Data excerpts
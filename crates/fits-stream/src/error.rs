use thiserror::Error;

use crate::array::ElementType;
use crate::unit::UnitKind;

/// All errors that can occur while decoding FITS streams or rendering images.
#[derive(Debug, Error)]
pub enum Error {
    /// Structurally invalid header region.
    #[error("invalid FITS header: {0}")]
    InvalidHeader(&'static str),
    /// Premature end of data while reading.
    #[error("unexpected end of file")]
    UnexpectedEof,
    /// Unrecognized BITPIX value.
    #[error("invalid BITPIX value: {0}")]
    InvalidBitpix(i64),
    /// A required keyword was not found where the format demands it.
    #[error("missing required keyword: {0}")]
    MissingKeyword(&'static str),
    /// A structural keyword carried a value that is not a usable integer.
    #[error("invalid value for {keyword}: {value:?}")]
    InvalidValue { keyword: String, value: String },
    /// The unit passed to the image extractor does not hold an image.
    #[error("data unit is not an image: {0}")]
    NotAnImage(UnitKind),
    /// Images need at least two axes.
    #[error("images require at least 2 dimensions, found {0}")]
    TooFewAxes(usize),
    /// The image does not fit the size fields of the raster container.
    #[error("image of {width}x{height} pixels is too large for this raster format")]
    ImageTooLarge { width: usize, height: usize },
    /// The operation does not support this element encoding.
    #[error("cannot read images with pixels of type {0}")]
    UnsupportedPixelType(ElementType),
    /// An I/O error from the standard library.
    #[error("I/O error: {0}")]
    Io(#[source] std::io::Error),
}

/// Broad failure categories, used by callers that only care about who is at
/// fault.
#[derive(Debug, Clone, Copy, PartialEq, Eq)]
pub enum ErrorKind {
    /// The input stream is not valid FITS.
    Format,
    /// The caller passed an unsuitable argument.
    Argument,
    /// The element encoding is not supported by the operation.
    UnsupportedType,
    /// The underlying reader or writer failed.
    Io,
}

impl Error {
    /// Classify this error.
    pub fn kind(&self) -> ErrorKind {
        match self {
            Error::InvalidHeader(_)
            | Error::UnexpectedEof
            | Error::InvalidBitpix(_)
            | Error::MissingKeyword(_)
            | Error::InvalidValue { .. } => ErrorKind::Format,
            Error::NotAnImage(_) | Error::TooFewAxes(_) | Error::ImageTooLarge { .. } => {
                ErrorKind::Argument
            }
            Error::UnsupportedPixelType(_) => ErrorKind::UnsupportedType,
            Error::Io(_) => ErrorKind::Io,
        }
    }

    /// Returns `true` for errors caused by malformed input.
    pub fn is_format(&self) -> bool {
        self.kind() == ErrorKind::Format
    }
}

impl From<std::io::Error> for Error {
    fn from(e: std::io::Error) -> Self {
        if e.kind() == std::io::ErrorKind::UnexpectedEof {
            Error::UnexpectedEof
        } else {
            Error::Io(e)
        }
    }
}

/// Convenience alias used throughout the crate.
pub type Result<T> = core::result::Result<T, Error>;

#[cfg(test)]
mod tests {
    use super::*;

    #[test]
    fn display_invalid_header() {
        let e = Error::InvalidHeader("empty stream");
        assert_eq!(e.to_string(), "invalid FITS header: empty stream");
    }

    #[test]
    fn display_unexpected_eof() {
        assert_eq!(Error::UnexpectedEof.to_string(), "unexpected end of file");
    }

    #[test]
    fn display_invalid_bitpix() {
        let e = Error::InvalidBitpix(-99);
        assert_eq!(e.to_string(), "invalid BITPIX value: -99");
    }

    #[test]
    fn display_missing_keyword() {
        let e = Error::MissingKeyword("SIMPLE");
        assert_eq!(e.to_string(), "missing required keyword: SIMPLE");
    }

    #[test]
    fn display_invalid_value() {
        let e = Error::InvalidValue {
            keyword: "NAXIS1".into(),
            value: "abc".into(),
        };
        assert_eq!(e.to_string(), "invalid value for NAXIS1: \"abc\"");
    }

    #[test]
    fn display_argument_errors() {
        assert_eq!(
            Error::NotAnImage(UnitKind::BinaryTable).to_string(),
            "data unit is not an image: BINTABLE"
        );
        assert_eq!(
            Error::TooFewAxes(1).to_string(),
            "images require at least 2 dimensions, found 1"
        );
    }

    #[test]
    fn display_unsupported_pixel_type() {
        let e = Error::UnsupportedPixelType(ElementType::F32);
        assert_eq!(e.to_string(), "cannot read images with pixels of type f32");
    }

    #[test]
    fn kind_classification() {
        assert_eq!(Error::UnexpectedEof.kind(), ErrorKind::Format);
        assert_eq!(Error::InvalidBitpix(7).kind(), ErrorKind::Format);
        assert_eq!(Error::MissingKeyword("SIMPLE").kind(), ErrorKind::Format);
        assert_eq!(Error::TooFewAxes(0).kind(), ErrorKind::Argument);
        assert_eq!(
            Error::ImageTooLarge {
                width: 70000,
                height: 1
            }
            .kind(),
            ErrorKind::Argument
        );
        assert_eq!(
            Error::UnsupportedPixelType(ElementType::F64).kind(),
            ErrorKind::UnsupportedType
        );
        assert!(Error::InvalidHeader("x").is_format());
        assert!(!Error::NotAnImage(UnitKind::Table).is_format());
    }

    #[test]
    fn io_eof_maps_to_format_error() {
        let io_err = std::io::Error::new(std::io::ErrorKind::UnexpectedEof, "short read");
        let e: Error = io_err.into();
        assert!(matches!(e, Error::UnexpectedEof));
    }

    #[test]
    fn io_error_from_conversion() {
        let io_err = std::io::Error::other("oops");
        let e: Error = io_err.into();
        assert!(matches!(e, Error::Io(_)));
        assert_eq!(e.kind(), ErrorKind::Io);
        assert_eq!(e.to_string(), "I/O error: oops");
    }

    #[test]
    fn std_error_source() {
        use std::error::Error as StdError;

        assert!(Error::UnexpectedEof.source().is_none());
        let e = Error::Io(std::io::Error::other("inner"));
        assert!(e.source().is_some());
    }
}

(Brief): Go through the entries above and copy out every line that includes the word "input".

(Answer space):
    /// The input stream is not valid FITS.
    /// Returns `true` for errors caused by malformed input.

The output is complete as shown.